Whilst starting to learn about horse racing, some of my reading matter came from books that were written so long ago that they are now in the public domain. To find out about public domain, scroll down to the bottom of this page where you'll find a simple explanation.

My Racing Adventures

An easy read, this book tells the tale of a man, born to a family of horse people, who himself spends his life in the saddle.

My Racing Adventures is a nice slow read, ideal for a winter's evening but, just because it's over 100 years old doesn't mean it doesn't have anything to say.

Take a look at pages 247 onwards and see the compassion that the author shows for young jockeys!

Or, around page 170, the worries of the jockeys when the weather turns bad (and the petition that they all signed!)

My Racing Adventures by Arthur Nightingall was first published by T. Werner Laurie (of London) in 1901 and thus, it is now in the public domain.

This book has plenty of cracking tales and, no matter what area of horse racing interests you the most, you're sure to find something of interest here.

The download link for the PDF file is here... My_Racing_Adventures.pdf

Horse Racing in England (a synoptical review) by Robert Black was first published by Richard Bently and Son in London in 1893 and thus, it is now in the public domain.

The book is basically a history of Horse Racing from the early days up until Victorian times and, whilst you probably won't find any system angles (and certainly no BetFair strategies) it is an interesting book and well worth a download and a look at.

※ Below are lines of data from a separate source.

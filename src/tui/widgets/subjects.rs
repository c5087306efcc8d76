use ratatui::{
    Frame,
    layout::Rect,
    style::Modifier,
    text::{Line, Span},
    widgets::{Block, BorderType, Borders, List, ListItem, ListState},
};

use crate::report::SubjectReport;
use crate::tui::theme;
use crate::utils::format::{format_percentage, truncate_to_width};

/// Columns taken by everything except the name.
const FIXED_COLUMNS: usize = 30;

pub fn render(
    frame: &mut Frame,
    area: Rect,
    subjects: &[SubjectReport],
    focused_idx: usize,
    focused: bool,
) {
    let block = Block::default()
        .title(Span::styled(" Subjects ", theme::accent()))
        .borders(Borders::ALL)
        .border_type(BorderType::Rounded)
        .border_style(theme::border(focused))
        .style(theme::surface());

    if subjects.is_empty() {
        let empty = List::new(vec![
            ListItem::new(""),
            ListItem::new(Line::from(Span::styled(
                "  No subjects. Add one with `bunkwise add` or press [R]",
                theme::dim(),
            ))),
        ])
        .block(block);
        frame.render_widget(empty, area);
        return;
    }

    let name_width = (area.width as usize).saturating_sub(FIXED_COLUMNS).max(8);

    let items: Vec<ListItem> = subjects
        .iter()
        .map(|s| {
            let p = &s.projection;
            let risk = p.risk_level;
            let name = truncate_to_width(&s.name, name_width);
            let line = Line::from(vec![
                Span::styled(format!("  {} ", theme::risk_marker(risk)), theme::risk_style(risk)),
                Span::styled(format!("{:<width$}", name, width = name_width), theme::bold()),
                Span::styled(format!(" {:>4}/{:<4}", p.present, p.total), theme::dim()),
                Span::styled(
                    format!(" {:>8}", format_percentage(p.current_percentage)),
                    theme::risk_style(risk),
                ),
            ]);
            ListItem::new(line)
        })
        .collect();

    let mut state = ListState::default();
    state.select(Some(focused_idx.min(subjects.len() - 1)));

    let list = List::new(items)
        .block(block)
        .highlight_style(theme::selected().add_modifier(Modifier::BOLD));
    frame.render_stateful_widget(list, area, &mut state);
}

The download link for the PDF file is here... Horse_Racing_in_England.pdf

No matter how hard you look through this copy of Flat Racing Explained by Analyst, you won't find the merest mention of Frankel!

Now, that omission may be due to the fact that the book was written in 1899?

Flat racing Explained by Francis Higgins was first published by Goodwin in New York in 1899 and thus, it is now in the public domain.

The book encapsulates the body of knowledge about Flat racing, as it was 113 years ago.

I'm not sure how relevant the information is today but, you know what they say...

"The more that changes, the more that stays the same."

The download link for the PDF file is here... Flat_Racing_Explained.pdf

In this book you won't find the slightest hint of any mention of Kauto Star!

Now, that omission may be due to the fact that the book was written in 1886?

And whilst Kauto Star may be getting on a bit, he's definitely not that old!

Racing & Steeplechasing by HIS GRACE THE DUKE OF BEAUFORT, K.G was first published by Longmans, Green & Co in London in 1886 and thus, it is now in the public domain.

If you like horse racing and you are interested in history then this book will be a great read!

The book is written in quite a gossipy style that makes it an easy and interesting read; it's amazing how much of the text is still relevant today, 126 after its publication date.

The download link for the PDF file is here... Racing_and_Steeplechasing.pdf

The story of a racehorse, actually written by a racehorse!

Well, someone else might have done the wordprocessing although...

I'm not too sure that they had wordprocessors when this book was written in 1886?

The Autobiography of a Racehorse by L.B. Yates was first published by George H. Doran Company in 1920 and thus, it is now in the public domain.

This is a cracking read if you bear in mind it was written over 90 years ago (so don't expect too many references to Betfair!) and kept me entertained for days.

The download link for the PDF file is here... Autobiography_of_a_Racehorse.pdf

I'll be the first to admit that the language is a bit difficult, although you do get into it the more you read.

The History of Gambling in England is a strangely prophetic book - take a look at pages 270 onwards...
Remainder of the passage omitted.